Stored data
□ □ □ □ □ □ □

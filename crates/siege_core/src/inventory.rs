//! Permanently owned assets.

use std::collections::BTreeMap;

use serde::{Deserialize, Serialize};

use crate::catalog::AssetId;

/// Asset id → owned quantity. Entries with quantity zero are never stored.
///
/// Backed by a `BTreeMap` so iteration order is stable for hashing and
/// snapshots.
#[derive(Debug, Clone, PartialEq, Eq, Hash, Default, Serialize, Deserialize)]
pub struct Inventory {
    owned: BTreeMap<AssetId, u32>,
}

impl Inventory {
    /// Create an empty inventory.
    #[must_use]
    pub fn new() -> Self {
        Self::default()
    }

    /// Owned quantity of an asset.
    #[must_use]
    pub fn quantity(&self, asset: AssetId) -> u32 {
        self.owned.get(&asset).copied().unwrap_or(0)
    }

    /// Add owned units, saturating at `u32::MAX`.
    pub fn add(&mut self, asset: AssetId, quantity: u32) {
        if quantity == 0 {
            return;
        }
        let entry = self.owned.entry(asset).or_insert(0);
        *entry = entry.saturating_add(quantity);
    }

    /// Remove up to `quantity` units and return how many were removed.
    pub fn remove(&mut self, asset: AssetId, quantity: u32) -> u32 {
        let Some(owned) = self.owned.get_mut(&asset) else {
            return 0;
        };
        let removed = quantity.min(*owned);
        *owned -= removed;
        if *owned == 0 {
            self.owned.remove(&asset);
        }
        removed
    }

    /// All owned entries in id order.
    pub fn iter(&self) -> impl Iterator<Item = (AssetId, u32)> + '_ {
        self.owned.iter().map(|(id, qty)| (*id, *qty))
    }

    /// Whether nothing is owned.
    #[must_use]
    pub fn is_empty(&self) -> bool {
        self.owned.is_empty()
    }
}

impl FromIterator<(AssetId, u32)> for Inventory {
    fn from_iter<I: IntoIterator<Item = (AssetId, u32)>>(iter: I) -> Self {
        let mut inventory = Self::new();
        for (asset, quantity) in iter {
            inventory.add(asset, quantity);
        }
        inventory
    }
}

#[cfg(test)]
mod tests {
    use super::*;

    #[test]
    fn test_add_and_remove() {
        let mut inventory = Inventory::new();
        inventory.add(AssetId(3), 4);
        inventory.add(AssetId(3), 2);
        inventory.add(AssetId(5), 0);

        assert_eq!(inventory.quantity(AssetId(3)), 6);
        assert_eq!(inventory.quantity(AssetId(5)), 0);

        assert_eq!(inventory.remove(AssetId(3), 10), 6);
        assert!(inventory.is_empty());
        assert_eq!(inventory.remove(AssetId(9), 1), 0);
    }

    #[test]
    fn test_iteration_is_sorted() {
        let inventory: Inventory = [(AssetId(9), 1), (AssetId(2), 3), (AssetId(5), 2)]
            .into_iter()
            .collect();
        let ids: Vec<AssetId> = inventory.iter().map(|(id, _)| id).collect();
        assert_eq!(ids, vec![AssetId(2), AssetId(5), AssetId(9)]);
    }
}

□ □ □ □ □ □ □

Set out, exactly as written, the lines from the line with "inventory.add(AssetId(5), 0);" to the last line of the records, inclusive, and only those lines.

** Solution to the exercise **
        inventory.add(AssetId(5), 0);

        assert_eq!(inventory.quantity(AssetId(3)), 6);
        assert_eq!(inventory.quantity(AssetId(5)), 0);

        assert_eq!(inventory.remove(AssetId(3), 10), 6);
        assert!(inventory.is_empty());
        assert_eq!(inventory.remove(AssetId(9), 1), 0);
    }

    #[test]
    fn test_iteration_is_sorted() {
        let inventory: Inventory = [(AssetId(9), 1), (AssetId(2), 3), (AssetId(5), 2)]
            .into_iter()
            .collect();
        let ids: Vec<AssetId> = inventory.iter().map(|(id, _)| id).collect();
        assert_eq!(ids, vec![AssetId(2), AssetId(5), AssetId(9)]);
    }
}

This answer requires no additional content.